Potatoes, for instance, contain water-soluble oxalates, which can be problematic once they accumulate in your body. So, make sure to boil them to lower their oxalate content. You can also increase the amount of resistant starch, which doesn’t spike your blood sugar, by cooking, refrigerating or reheating the food before eating.
Once your gut is healthy, adding a high-quality Akkermansia supplement is often useful. However, simply consuming Akkermansia isn’t enough, you need to ensure it survives the journey to where it’s needed most.
Delivering Live Akkermansia Is Crucial
It’s also crucial to understand that Akkermansia bacteria need to reach your colon before their protective capsule disintegrates. If the capsule breaks down prematurely, the bacteria will be exposed to high oxygen concentrations in your upper digestive tract and die. Therefore, it’s essential to ensure that your Akkermansia supplement survives the minimum two-hour transit time from ingestion to arrival in your colon.
• Taking the supplement on an empty stomach helps prevent early breakdown — The most effective way to achieve this is by taking the supplement on a completely empty stomach. This approach helps prevent the capsule from dissolving too early in the digestive process. If you consume the supplement with food or shortly after eating, the capsule is likely to break down long before it reaches your colon, rendering most of the beneficial bacteria ineffective.

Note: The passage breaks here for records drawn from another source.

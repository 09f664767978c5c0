//! HTTP behaviour of the HIBP client against a mock server.

use vigil_core::breach::{BreachError, BreachLookup, HibpClient};
use wiremock::matchers::{header, method, path, query_param};
use wiremock::{Mock, MockServer, ResponseTemplate};

fn client(server: &MockServer, api_key: Option<&str>) -> HibpClient {
    HibpClient::new(api_key.map(str::to_string))
        .with_endpoints(server.uri(), format!("{}/api/v3", server.uri()))
}

#[tokio::test]
async fn password_lookup_sends_only_the_hash_prefix() {
    let server = MockServer::start().await;

    // SHA-1("password") = 5BAA6 1E4C9B93F3F0682250B6CF8331B7EE68FD8
    Mock::given(method("GET"))
        .and(path("/range/5BAA6"))
        .respond_with(ResponseTemplate::new(200).set_body_string(
            "003D68EB55068C33ACE09247EE4C639306B:3\r\n\
             1E4C9B93F3F0682250B6CF8331B7EE68FD8:9545824\r\n\
             01330C689E5D64F660D6947A93AD634EF8F:1",
        ))
        .expect(1)
        .mount(&server)
        .await;

    let result = client(&server, None).check_password("password").await.unwrap();

    assert!(result.is_pwned);
    assert_eq!(result.count, 9545824);
}

#[tokio::test]
async fn unknown_password_is_not_pwned() {
    let server = MockServer::start().await;

    Mock::given(method("GET"))
        .and(path("/range/5BAA6"))
        .respond_with(ResponseTemplate::new(200).set_body_string("003D68EB55068C33ACE09247EE4C639306B:3"))
        .mount(&server)
        .await;

    let result = client(&server, None).check_password("password").await.unwrap();

    assert!(!result.is_pwned);
    assert_eq!(result.count, 0);
}

#[tokio::test]
async fn range_server_error_is_reported() {
    let server = MockServer::start().await;

    Mock::given(method("GET"))
        .respond_with(ResponseTemplate::new(503))
        .mount(&server)
        .await;

    let err = client(&server, None).check_password("password").await.unwrap_err();

    assert!(matches!(err, BreachError::Status { status: 503 }));
}

#[tokio::test]
async fn email_lookup_without_api_key_stays_offline() {
    let server = MockServer::start().await;

    Mock::given(method("GET"))
        .respond_with(ResponseTemplate::new(200))
        .expect(0)
        .mount(&server)
        .await;

    let breaches = client(&server, None).check_email("a@b.com").await.unwrap();

    assert!(breaches.is_empty());
}

#[tokio::test]
async fn email_lookup_parses_breaches() {
    let server = MockServer::start().await;

    Mock::given(method("GET"))
        .and(path("/api/v3/breachedaccount/a@b.com"))
        .and(query_param("truncateResponse", "false"))
        .and(header("hibp-api-key", "secret-key"))
        .respond_with(ResponseTemplate::new(200).set_body_json(serde_json::json!([
            {
                "Name": "Adobe",
                "Title": "Adobe",
                "Domain": "adobe.com",
                "BreachDate": "2013-10-04",
                "PwnCount": 152445165,
                "DataClasses": ["Email addresses", "Passwords"],
                "IsVerified": true
            }
        ])))
        .expect(1)
        .mount(&server)
        .await;

    let breaches = client(&server, Some("secret-key"))
        .check_email("a@b.com")
        .await
        .unwrap();

    assert_eq!(breaches.len(), 1);
    assert_eq!(breaches[0].name, "Adobe");
    assert_eq!(breaches[0].breach_date, "2013-10-04");
    assert!(breaches[0].is_verified);
    assert!(!breaches[0].is_sensitive);
}

#[tokio::test]
async fn unknown_email_returns_no_breaches() {
    let server = MockServer::start().await;

    Mock::given(method("GET"))
        .respond_with(ResponseTemplate::new(404))
        .mount(&server)
        .await;

    let breaches = client(&server, Some("secret-key"))
        .check_email("nobody@example.com")
        .await
        .unwrap();

    assert!(breaches.is_empty());
}

#[tokio::test]
async fn rejected_api_key_is_an_error() {
    let server = MockServer::start().await;

    Mock::given(method("GET"))
        .respond_with(ResponseTemplate::new(401))
        .mount(&server)
        .await;

    let err = client(&server, Some("bad-key"))
        .check_email("a@b.com")
        .await
        .unwrap_err();

    assert!(matches!(err, BreachError::Status { status: 401 }));
}
//! Breach and strength intelligence for stored credentials.
//!
//! [`BreachOrchestrator`] drives the scans; the two caches keep answers for
//! 24 hours so that warnings can be shown without touching the network.

pub mod email_cache;
pub mod error;
pub mod hibp;
pub mod orchestrator;
mod persist;
pub mod progress;
pub mod status_cache;
pub mod strength;
pub mod types;

pub use email_cache::EmailStatusCache;
pub use error::BreachError;
pub use hibp::{BreachLookup, HibpClient};
pub use orchestrator::{
    is_valid_email, BreachOrchestrator, BreachReport, EmailBreachReport, OrchestratorSettings,
    ScanScope,
};
pub use progress::{Progress, ProgressNotice, ScanKind, ScanProgress};
pub use status_cache::StatusCache;
pub use strength::{StrengthEvaluator, ZxcvbnEvaluator};
pub use types::{BreachRecord, BreachStatus, EmailBreachStatus, PasswordStrength, PwnedPassword};
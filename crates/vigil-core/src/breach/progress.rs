//! Scan progress notifications and cancellation.

use tokio::sync::watch;

/// Which lookup a scan performs.
#[derive(Debug, Clone, Copy, PartialEq, Eq)]
pub enum ScanKind {
    Password,
    Email,
}

impl ScanKind {
    pub fn label(self) -> &'static str {
        match self {
            ScanKind::Password => "password",
            ScanKind::Email => "email",
        }
    }
}

/// Checked/total counters of one scan kind.
#[derive(Debug, Clone, Copy, Default, PartialEq, Eq)]
pub struct Progress {
    pub checked: usize,
    pub total: usize,
}

/// Counters of both scan kinds.
#[derive(Debug, Clone, Copy, Default, PartialEq, Eq)]
pub struct ScanProgress {
    pub passwords: Progress,
    pub emails: Progress,
}

impl ScanProgress {
    pub fn is_idle(&self) -> bool {
        self.passwords.total == 0 && self.emails.total == 0
    }

    /// One human-readable line covering both kinds, or `None` when nothing is scanning.
    pub fn line(&self) -> Option<String> {
        let mut parts = Vec::new();
        if self.passwords.total > 0 {
            parts.push(format!(
                "passwords {}/{}",
                self.passwords.checked, self.passwords.total
            ));
        }
        if self.emails.total > 0 {
            parts.push(format!("emails {}/{}", self.emails.checked, self.emails.total));
        }
        if parts.is_empty() {
            None
        } else {
            Some(format!("Checking for breaches: {}", parts.join(", ")))
        }
    }
}

/// The single persistent notification a scan keeps updating in place.
#[derive(Debug, Clone, PartialEq, Eq, Default)]
pub enum ProgressNotice {
    #[default]
    Idle,
    Running(String),
    Completed(String),
    Cancelled(String),
    Failed(String),
}

/// Cancellation flag that async waits can race against.
pub struct CancelSignal {
    tx: watch::Sender<bool>,
}

impl CancelSignal {
    pub fn new() -> Self {
        let (tx, _rx) = watch::channel(false);
        Self { tx }
    }

    pub fn cancel(&self) {
        self.tx.send_replace(true);
    }

    pub fn reset(&self) {
        self.tx.send_replace(false);
    }

    pub fn is_cancelled(&self) -> bool {
        *self.tx.borrow()
    }

    /// Resolves once [`cancel`](Self::cancel) has been called.
    pub async fn cancelled(&self) {
        let mut rx = self.tx.subscribe();
        // The sender lives in `self`, so the channel cannot close while we wait.
        let _ = rx.wait_for(|cancelled| *cancelled).await;
    }
}

impl Default for CancelSignal {
    fn default() -> Self {
        Self::new()
    }
}

#[cfg(test)]
mod tests {
    use super::*;
    use std::time::Duration;

    #[test]
    fn line_covers_active_kinds_only() {
        let mut progress = ScanProgress::default();
        assert_eq!(progress.line(), None);
        assert!(progress.is_idle());

        progress.passwords = Progress { checked: 2, total: 10 };
        assert_eq!(
            progress.line().as_deref(),
            Some("Checking for breaches: passwords 2/10")
        );

        progress.emails = Progress { checked: 1, total: 4 };
        assert_eq!(
            progress.line().as_deref(),
            Some("Checking for breaches: passwords 2/10, emails 1/4")
        );
    }

    #[tokio::test]
    async fn cancelled_resolves_after_cancel() {
        let signal = CancelSignal::new();
        assert!(!signal.is_cancelled());

        let waited = tokio::time::timeout(Duration::from_millis(10), signal.cancelled()).await;
        assert!(waited.is_err());

        signal.cancel();
        tokio::time::timeout(Duration::from_millis(10), signal.cancelled())
            .await
            .unwrap();

        signal.reset();
        assert!(!signal.is_cancelled());
    }
}
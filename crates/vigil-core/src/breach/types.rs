//! Breach and strength status types, as cached and as returned by HIBP.

use chrono::{DateTime, NaiveDate, NaiveDateTime, Utc};
use serde::{Deserialize, Serialize};

/// Strength estimate for a password. `score` ranges from 0 (weak) to 4 (strong).
#[derive(Debug, Clone, Default, PartialEq, Eq, Serialize, Deserialize)]
pub struct PasswordStrength {
    pub score: u8,
    pub warning: String,
    pub suggestions: Vec<String>,
}

/// Scores below this are reported as weak.
pub const WEAK_SCORE_THRESHOLD: u8 = 3;

impl PasswordStrength {
    pub fn is_weak(&self) -> bool {
        self.score < WEAK_SCORE_THRESHOLD
    }
}

/// Result of a k-anonymity range query.
#[derive(Debug, Clone, Copy, Default, PartialEq, Eq)]
pub struct PwnedPassword {
    pub is_pwned: bool,
    pub count: u64,
}

/// Cached breach and strength status of one entry's password.
#[derive(Debug, Clone, PartialEq, Serialize, Deserialize)]
#[serde(rename_all = "camelCase")]
pub struct BreachStatus {
    pub is_pwned: bool,
    pub count: u64,
    pub strength: PasswordStrength,
    /// Write time; rows expire 24h after it.
    #[serde(with = "chrono::serde::ts_milliseconds")]
    pub timestamp: DateTime<Utc>,
    #[serde(default, skip_serializing_if = "Option::is_none")]
    pub breached_email: Option<bool>,
}

impl BreachStatus {
    /// Status stamped with the current time.
    pub fn new(pwned: PwnedPassword, strength: PasswordStrength, breached_email: Option<bool>) -> Self {
        Self {
            is_pwned: pwned.is_pwned,
            count: pwned.count,
            strength,
            timestamp: Utc::now(),
            breached_email,
        }
    }
}

/// One breach as described by the HIBP v3 API.
#[derive(Debug, Clone, Default, PartialEq, Serialize, Deserialize)]
#[serde(rename_all = "PascalCase", default)]
pub struct BreachRecord {
    pub name: String,
    pub title: String,
    pub domain: String,
    pub breach_date: String,
    pub added_date: String,
    pub modified_date: String,
    pub pwn_count: u64,
    pub description: String,
    pub data_classes: Vec<String>,
    pub is_verified: bool,
    pub is_fabricated: bool,
    pub is_sensitive: bool,
    pub is_retired: bool,
    pub is_spam_list: bool,
    pub is_malware: bool,
    #[serde(skip_serializing_if = "Option::is_none")]
    pub logo_path: Option<String>,
}

impl BreachRecord {
    /// Start of the breach day, if `breach_date` is a valid `YYYY-MM-DD` date.
    pub fn breached_at(&self) -> Option<NaiveDateTime> {
        NaiveDate::parse_from_str(&self.breach_date, "%Y-%m-%d")
            .ok()
            .and_then(|date| date.and_hms_opt(0, 0, 0))
    }

    /// Whether the breach happened after the credential was last changed.
    ///
    /// Breaches predating the last modification are assumed to have been
    /// handled by rotating the secret. Undatable breaches are not relevant.
    pub fn is_relevant_since(&self, modified: NaiveDateTime) -> bool {
        self.breached_at().is_some_and(|at| at > modified)
    }
}

/// Cached breach list for one email address.
#[derive(Debug, Clone, PartialEq, Serialize, Deserialize)]
pub struct EmailBreachStatus {
    pub breaches: Vec<BreachRecord>,
    #[serde(with = "chrono::serde::ts_milliseconds")]
    pub timestamp: DateTime<Utc>,
}

impl EmailBreachStatus {
    /// Status stamped with the current time.
    pub fn new(breaches: Vec<BreachRecord>) -> Self {
        Self {
            breaches,
            timestamp: Utc::now(),
        }
    }

    /// Whether any cached breach postdates `modified`.
    pub fn has_relevant_breach(&self, modified: NaiveDateTime) -> bool {
        self.breaches.iter().any(|b| b.is_relevant_since(modified))
    }
}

• Delayed-release supplements and timing are key to effectiveness — So, when selecting an Akkermansia supplement, look for products specifically designed with delayed-release technology to withstand the journey through the upper digestive tract.
Remember, the goal is to deliver live, active Akkermansia bacteria to your colon, where they can colonize and provide their beneficial effects. Proper timing and an empty stomach are key factors in achieving this goal and optimizing the supplement’s effectiveness.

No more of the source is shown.